Пример 21. Директор экспериментальной школы рекомендует В., своему заместителю по науке, поехать в командировку к одному из известных педагогов. В предыдущую командировку В. ездила за свой счет, поскольку в управлении образования в тот момент не было денег. На закупку книг для школы ей обещали переслать деньги телеграфом, но так и не переслали, но она привезла их, закупив на собственные деньги. С того времени прошло уже два месяца, а командировочные и чеки за книги все еще не оплачены. Теперь ей обещают возместить сразу все затраты по возвращении. Для В. очевидно, что деньги и на сей раз будут сильно задержаны, и что снова она вынуждена будет оправдываться перед мужем. Но она в очередной раз соглашается ехать, ориентируясь на интересы школы, проводящей научный эксперимент.

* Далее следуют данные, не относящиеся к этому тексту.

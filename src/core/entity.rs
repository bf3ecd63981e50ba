//! Canonical in-memory shape of OSM entities
//!
//! Entities are immutable once normalized. Materialization wraps them in
//! `ResolvedWay` and `Stop` instead of mutating them.

use std::collections::BTreeMap;
use std::fmt;
use std::str::FromStr;

use serde::Serialize;

/// Free-form key/value tags of an entity
pub type Tags = BTreeMap<String, String>;

/// The three OSM entity kinds
#[derive(Debug, Clone, Copy, PartialEq, Eq, Hash, Serialize)]
#[serde(rename_all = "lowercase")]
pub enum EntityKind {
    Node,
    Way,
    Relation,
}

impl EntityKind {
    pub fn as_str(&self) -> &'static str {
        match self {
            EntityKind::Node => "node",
            EntityKind::Way => "way",
            EntityKind::Relation => "relation",
        }
    }
}

impl fmt::Display for EntityKind {
    fn fmt(&self, f: &mut fmt::Formatter<'_>) -> fmt::Result {
        f.write_str(self.as_str())
    }
}

impl FromStr for EntityKind {
    type Err = String;

    fn from_str(s: &str) -> Result<Self, Self::Err> {
        match s {
            "node" => Ok(EntityKind::Node),
            "way" => Ok(EntityKind::Way),
            "relation" => Ok(EntityKind::Relation),
            other => Err(format!("unknown entity kind '{other}'")),
        }
    }
}

/// A (longitude, latitude) pair
#[derive(Debug, Clone, Copy, PartialEq, Serialize)]
pub struct Coord {
    pub lon: f64,
    pub lat: f64,
}

impl Coord {
    pub fn new(lon: f64, lat: f64) -> Self {
        Self { lon, lat }
    }
}

#[derive(Debug, Clone, PartialEq)]
pub struct Node {
    pub id: u64,
    pub tags: Tags,
    pub coords: Coord,
}

#[derive(Debug, Clone, PartialEq)]
pub struct Way {
    pub id: u64,
    pub tags: Tags,
    /// Node references in path order
    pub node_ids: Vec<u64>,
}

/// A typed, roled reference from a relation to another entity
#[derive(Debug, Clone, PartialEq)]
pub struct Member {
    pub kind: EntityKind,
    pub id: u64,
    /// Empty when the upstream data gives no role
    pub role: String,
}

#[derive(Debug, Clone, PartialEq)]
pub struct Relation {
    pub id: u64,
    pub tags: Tags,
    pub members: Vec<Member>,
}

impl Relation {
    /// Members of one kind, in member order
    pub fn members_of(&self, kind: EntityKind) -> impl Iterator<Item = &Member> {
        self.members.iter().filter(move |m| m.kind == kind)
    }

    pub fn has_members_of(&self, kind: EntityKind) -> bool {
        self.members_of(kind).next().is_some()
    }
}

/// A normalized node, way or relation
#[derive(Debug, Clone, PartialEq)]
pub enum Entity {
    Node(Node),
    Way(Way),
    Relation(Relation),
}

impl Entity {
    pub fn kind(&self) -> EntityKind {
        match self {
            Entity::Node(_) => EntityKind::Node,
            Entity::Way(_) => EntityKind::Way,
            Entity::Relation(_) => EntityKind::Relation,
        }
    }

    pub fn id(&self) -> u64 {
        match self {
            Entity::Node(node) => node.id,
            Entity::Way(way) => way.id,
            Entity::Relation(relation) => relation.id,
        }
    }
}
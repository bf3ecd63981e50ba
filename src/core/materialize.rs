//! Route materialization: fetch the ways and stops a route references

use std::collections::BTreeMap;
use std::future::Future;

use futures::StreamExt;
use log::{debug, warn};

use crate::core::entity::{EntityKind, Member, Node, Relation};
use crate::core::error::{Context, Error, Result};
use crate::core::fetcher::EntityFetcher;
use crate::core::options::ResolveOptions;
use crate::core::relation::{Route, RunContext};
use crate::core::way::{resolve_way, ResolvedWay};

/// A member node of a route (stop, platform, ...) with its role
#[derive(Debug, Clone, PartialEq)]
pub struct Stop {
    pub node: Node,
    pub role: String,
}

/// A route with its member ways and stops resolved, in member order
#[derive(Debug, Clone, PartialEq)]
pub struct MaterializedRoute {
    pub relation: Relation,
    pub parent: u64,
    /// Never empty
    pub ways: Vec<ResolvedWay>,
    pub stops: Vec<Stop>,
}

impl MaterializedRoute {
    pub fn id(&self) -> u64 {
        self.relation.id
    }

    /// Stops grouped by role, each group in member order
    pub fn stops_by_role(&self) -> BTreeMap<&str, Vec<&Stop>> {
        let mut groups: BTreeMap<&str, Vec<&Stop>> = BTreeMap::new();
        for stop in &self.stops {
            groups.entry(stop.role.as_str()).or_default().push(stop);
        }
        groups
    }
}

/// Run `fetch` for every member, `concurrency` at a time, keeping member order
/// and dropping members that produced nothing.
async fn fetch_members<'a, T, F, Fut>(members: &'a [Member], concurrency: usize, fetch: F) -> Vec<T>
where
    F: Fn(&'a Member) -> Fut,
    Fut: Future<Output = Option<T>>,
{
    let mut slots: Vec<Option<T>> = (0..members.len()).map(|_| None).collect();

    let stream = futures::stream::iter(members.iter().enumerate())
        .map(|(idx, member)| {
            let fut = fetch(member);
            async move { (idx, fut.await) }
        })
        .buffer_unordered(concurrency.max(1));

    tokio::pin!(stream);

    while let Some((idx, value)) = stream.next().await {
        slots[idx] = value;
    }

    slots.into_iter().flatten().collect()
}

/// Fetch and resolve the member ways and stops of `route`
///
/// Members that fail are recorded in `ctx` and left out. The route itself
/// fails only when none of its ways could be resolved.
pub async fn materialize_route(
    fetcher: &EntityFetcher,
    route: Route,
    options: &ResolveOptions,
    ctx: &RunContext,
) -> Result<MaterializedRoute> {
    let route_id = route.relation.id;
    let way_members: Vec<Member> = route.relation.members_of(EntityKind::Way).cloned().collect();
    let node_members: Vec<Member> = route.relation.members_of(EntityKind::Node).cloned().collect();

    let ways = fetch_members(&way_members, options.way_concurrency, |member| async move {
        let context = Context::Member { kind: EntityKind::Way, id: member.id, route: route_id };
        let way = match fetcher.fetch_way(member.id).await {
            Ok(way) => way,
            Err(e) => {
                debug!("could not fetch way {} for route {route_id}: {e}", member.id);
                ctx.record(context, e);
                return None;
            }
        };
        match resolve_way(fetcher, way, member.role.clone(), options.node_concurrency).await {
            Ok(resolved) => Some(resolved),
            Err(failure) => {
                debug!(
                    "could not fetch node {} for way {}: {}",
                    failure.node_id, member.id, failure.error
                );
                ctx.record(
                    context,
                    Error::PartialFailure(format!("node {}: {}", failure.node_id, failure.error)),
                );
                None
            }
        }
    });

    let stops = fetch_members(&node_members, options.way_concurrency, |member| async move {
        match fetcher.fetch_node(member.id).await {
            Ok(node) => Some(Stop { node, role: member.role.clone() }),
            Err(e) => {
                debug!("could not fetch node {} for route {route_id}: {e}", member.id);
                ctx.record(
                    Context::Member { kind: EntityKind::Node, id: member.id, route: route_id },
                    e,
                );
                None
            }
        }
    });

    let (ways, stops) = futures::join!(ways, stops);

    if ways.is_empty() {
        warn!("none of the {} ways of route {route_id} could be resolved", way_members.len());
        return Err(Error::PartialFailure(format!(
            "none of the {} ways of route {route_id} could be resolved",
            way_members.len()
        )));
    }
    if ways.len() < way_members.len() {
        warn!(
            "route {route_id}: resolved {} of {} ways",
            ways.len(),
            way_members.len()
        );
    }

    Ok(MaterializedRoute {
        relation: route.relation,
        parent: route.parent,
        ways,
        stops,
    })
}
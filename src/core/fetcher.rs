//! Entity fetching: transport + normalization for one node, way or relation
//!
//! `fetch_timeout` bounds every network attempt of a fetch, not the time spent
//! waiting for a connection.

use std::collections::HashMap;
use std::sync::atomic::{AtomicU64, Ordering};
use std::time::Duration;

use log::debug;
use parking_lot::Mutex;

use crate::core::entity::{Entity, EntityKind, Node, Relation, Way};
use crate::core::error::FetchError;
use crate::core::normalize::normalize_str;
use crate::core::source::entity_url;
use crate::core::transport::HttpTransport;

/// Fetches single entities by kind and id
pub struct EntityFetcher {
    transport: HttpTransport,
    fetch_timeout: Duration,
    member_cache: Option<Mutex<HashMap<(EntityKind, u64), Entity>>>,
    fetches: AtomicU64,
}

impl EntityFetcher {
    /// Create a fetcher; `share_member_cache` memoizes nodes and ways for the run
    pub fn new(transport: HttpTransport, fetch_timeout: Duration, share_member_cache: bool) -> Self {
        Self {
            transport,
            fetch_timeout,
            member_cache: share_member_cache.then(|| Mutex::new(HashMap::new())),
            fetches: AtomicU64::new(0),
        }
    }

    /// Number of entity fetches that went to the transport
    pub fn fetch_count(&self) -> u64 {
        self.fetches.load(Ordering::Relaxed)
    }

    pub async fn fetch(&self, kind: EntityKind, id: u64) -> Result<Entity, FetchError> {
        let memoize = kind != EntityKind::Relation;
        if memoize {
            if let Some(cache) = &self.member_cache {
                if let Some(entity) = cache.lock().get(&(kind, id)) {
                    return Ok(entity.clone());
                }
            }
        }

        let url = entity_url(self.transport.config(), kind, id);
        self.fetches.fetch_add(1, Ordering::Relaxed);

        let body = self.transport.get_with_timeout(&url, self.fetch_timeout).await?;

        let text = std::str::from_utf8(&body)
            .map_err(|e| FetchError::Malformed(format!("{url} is not UTF-8: {e}")))?;
        let entity = normalize_str(text)?;

        if entity.kind() != kind || entity.id() != id {
            return Err(FetchError::Malformed(format!(
                "requested {kind} {id}, got {} {}",
                entity.kind(),
                entity.id()
            )));
        }
        debug!("got {kind} {id}");

        if memoize {
            if let Some(cache) = &self.member_cache {
                cache.lock().insert((kind, id), entity.clone());
            }
        }
        Ok(entity)
    }

    pub async fn fetch_node(&self, id: u64) -> Result<Node, FetchError> {
        match self.fetch(EntityKind::Node, id).await? {
            Entity::Node(node) => Ok(node),
            other => Err(unexpected(EntityKind::Node, &other)),
        }
    }

    pub async fn fetch_way(&self, id: u64) -> Result<Way, FetchError> {
        match self.fetch(EntityKind::Way, id).await? {
            Entity::Way(way) => Ok(way),
            other => Err(unexpected(EntityKind::Way, &other)),
        }
    }

    pub async fn fetch_relation(&self, id: u64) -> Result<Relation, FetchError> {
        match self.fetch(EntityKind::Relation, id).await? {
            Entity::Relation(relation) => Ok(relation),
            other => Err(unexpected(EntityKind::Relation, &other)),
        }
    }
}

fn unexpected(expected: EntityKind, got: &Entity) -> FetchError {
    FetchError::Malformed(format!("expected {expected}, got {} {}", got.kind(), got.id()))
}
//! Record normalization for OSM API 0.6 XML payloads
//!
//! `parse_raw` turns text into an XML tree; `normalize` turns the tree into an
//! [`Entity`]. Neither performs I/O.

use roxmltree::{Document, Node as XmlNode};

use crate::core::entity::{Coord, Entity, EntityKind, Member, Node, Relation, Tags, Way};
use crate::core::error::{FetchError, ParseError};

/// Parse a raw API response into an XML tree
pub fn parse_raw(text: &str) -> Result<Document<'_>, ParseError> {
    Ok(Document::parse(text)?)
}

/// Convert a parsed `<osm>` document into the first entity it contains
pub fn normalize(doc: &Document<'_>) -> Result<Entity, FetchError> {
    let root = doc.root_element();
    if !root.has_tag_name("osm") {
        return Err(FetchError::Malformed(format!(
            "expected <osm> root, found <{}>",
            root.tag_name().name()
        )));
    }

    let element = root
        .children()
        .filter(XmlNode::is_element)
        .find(|el| el.tag_name().name().parse::<EntityKind>().is_ok())
        .ok_or_else(|| FetchError::Malformed("no node, way or relation in payload".to_string()))?;

    let id = parse_id(&element, "id")?;
    let tags = parse_tags(&element);

    match element.tag_name().name() {
        "node" => {
            let lon = parse_float(&element, "lon")?;
            let lat = parse_float(&element, "lat")?;
            Ok(Entity::Node(Node { id, tags, coords: Coord::new(lon, lat) }))
        }
        "way" => {
            let node_ids = element
                .children()
                .filter(|c| c.has_tag_name("nd"))
                .map(|nd| parse_id(&nd, "ref"))
                .collect::<Result<Vec<_>, _>>()?;
            Ok(Entity::Way(Way { id, tags, node_ids }))
        }
        _ => {
            let members = element
                .children()
                .filter(|c| c.has_tag_name("member"))
                .map(|m| parse_member(&m))
                .collect::<Result<Vec<_>, _>>()?;
            Ok(Entity::Relation(Relation { id, tags, members }))
        }
    }
}

/// Parse and normalize in one step
pub fn normalize_str(text: &str) -> Result<Entity, FetchError> {
    let doc = parse_raw(text)?;
    normalize(&doc)
}

fn parse_tags(element: &XmlNode<'_, '_>) -> Tags {
    element
        .children()
        .filter(|c| c.has_tag_name("tag"))
        .filter_map(|tag| Some((tag.attribute("k")?.to_string(), tag.attribute("v")?.to_string())))
        .collect()
}

fn parse_member(member: &XmlNode<'_, '_>) -> Result<Member, FetchError> {
    let kind = member
        .attribute("type")
        .ok_or_else(|| FetchError::Malformed("member without type".to_string()))?
        .parse::<EntityKind>()
        .map_err(FetchError::Malformed)?;

    Ok(Member {
        kind,
        id: parse_id(member, "ref")?,
        role: member.attribute("role").unwrap_or_default().to_string(),
    })
}

fn parse_id(element: &XmlNode<'_, '_>, attr: &str) -> Result<u64, FetchError> {
    let raw = element.attribute(attr).ok_or_else(|| {
        FetchError::Malformed(format!("<{}> without {attr}", element.tag_name().name()))
    })?;
    raw.parse()
        .map_err(|_| FetchError::Malformed(format!("invalid {attr} '{raw}'")))
}

fn parse_float(element: &XmlNode<'_, '_>, attr: &str) -> Result<f64, FetchError> {
    let raw = element.attribute(attr).ok_or_else(|| {
        FetchError::Malformed(format!("<{}> without {attr}", element.tag_name().name()))
    })?;
    raw.parse()
        .map_err(|_| FetchError::Malformed(format!("invalid {attr} '{raw}'")))
}
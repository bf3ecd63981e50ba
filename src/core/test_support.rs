//! Mock OSM API helpers shared by the unit tests

use std::time::Duration;

use wiremock::matchers::{method, path};
use wiremock::{Mock, MockServer, ResponseTemplate};

use crate::core::fetcher::EntityFetcher;
use crate::core::source::SourceConfig;
use crate::core::transport::HttpTransport;

pub fn node_xml(id: u64, lon: f64, lat: f64) -> String {
    format!(r#"<osm version="0.6"><node id="{id}" lat="{lat}" lon="{lon}"/></osm>"#)
}

pub fn way_xml(id: u64, node_ids: &[u64]) -> String {
    let nds: String = node_ids.iter().map(|n| format!(r#"<nd ref="{n}"/>"#)).collect();
    format!(r#"<osm version="0.6"><way id="{id}">{nds}</way></osm>"#)
}

/// Members are (type, ref, role) triples
pub fn relation_xml(id: u64, tags: &[(&str, &str)], members: &[(&str, u64, &str)]) -> String {
    let members: String = members
        .iter()
        .map(|(kind, r, role)| format!(r#"<member type="{kind}" ref="{r}" role="{role}"/>"#))
        .collect();
    let tags: String = tags
        .iter()
        .map(|(k, v)| format!(r#"<tag k="{k}" v="{v}"/>"#))
        .collect();
    format!(r#"<osm version="0.6"><relation id="{id}">{members}{tags}</relation></osm>"#)
}

pub async fn mount_xml(server: &MockServer, url_path: &str, body: String) {
    Mock::given(method("GET"))
        .and(path(url_path))
        .respond_with(ResponseTemplate::new(200).set_body_string(body))
        .mount(server)
        .await;
}

pub async fn mount_node(server: &MockServer, id: u64, lon: f64, lat: f64) {
    mount_xml(server, &format!("/node/{id}"), node_xml(id, lon, lat)).await;
}

pub async fn mount_way(server: &MockServer, id: u64, node_ids: &[u64]) {
    mount_xml(server, &format!("/way/{id}"), way_xml(id, node_ids)).await;
}

/// Fetcher against a mock server, without response caching or retries
pub fn test_fetcher(server: &MockServer) -> EntityFetcher {
    test_fetcher_with(server, 5, Duration::from_secs(5))
}

pub fn test_fetcher_with(
    server: &MockServer,
    max_connections: usize,
    fetch_timeout: Duration,
) -> EntityFetcher {
    let config = SourceConfig {
        cache_responses: false,
        retries: 0,
        max_connections,
        ..SourceConfig::with_base_url(&server.uri())
    };
    EntityFetcher::new(
        HttpTransport::new(config).expect("transport"),
        fetch_timeout,
        false,
    )
}
use std::env;

fn main() {
    // Expose the crate version to the user agent and the CLI banner
    let version = env::var("CARGO_PKG_VERSION").unwrap_or_else(|_| "unknown".to_string());
    println!("cargo:rustc-env=OSM2ROUTES_VERSION={}", version);

    println!("cargo:rerun-if-changed=src/");
    println!("cargo:rerun-if-changed=Cargo.toml");
}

Данный случай по внешнему рисунку напоминает простой обман. Однако это не так, поскольку В. не обманывается на счет обещаний администрации. Ожидаемое от В. поведение состоит в том, чтобы она приняла навязываемые администрацией-манипулятором «правила игры». И она их принимает, возвышаясь над сомнениями и обидами, черпая силу в том, ради чего вообще встала на нелегкий путь педагогических поисков.
168
Как видим, иногда жертва манипуляции может оказаться в довольно защищенной позиции, поскольку находит себе духовную опору в том же, что используется манипулятором как слабость. Так и подмывает предположить, что эксплуатация духовности менее деструктивна для жертвы, поскольку раз есть та духовность, на которую может опереться манипулятор, то опереться на нее может и жертва. (В завершение данной главы читатель найдет развернутый пример манипуляции с В. А. Моцартом в роли жертвы.) Однако, по-видимому, не все случаи манипуляции, использующие духовность как рычаг управления человеком, заканчиваются так, как в приведенном примере.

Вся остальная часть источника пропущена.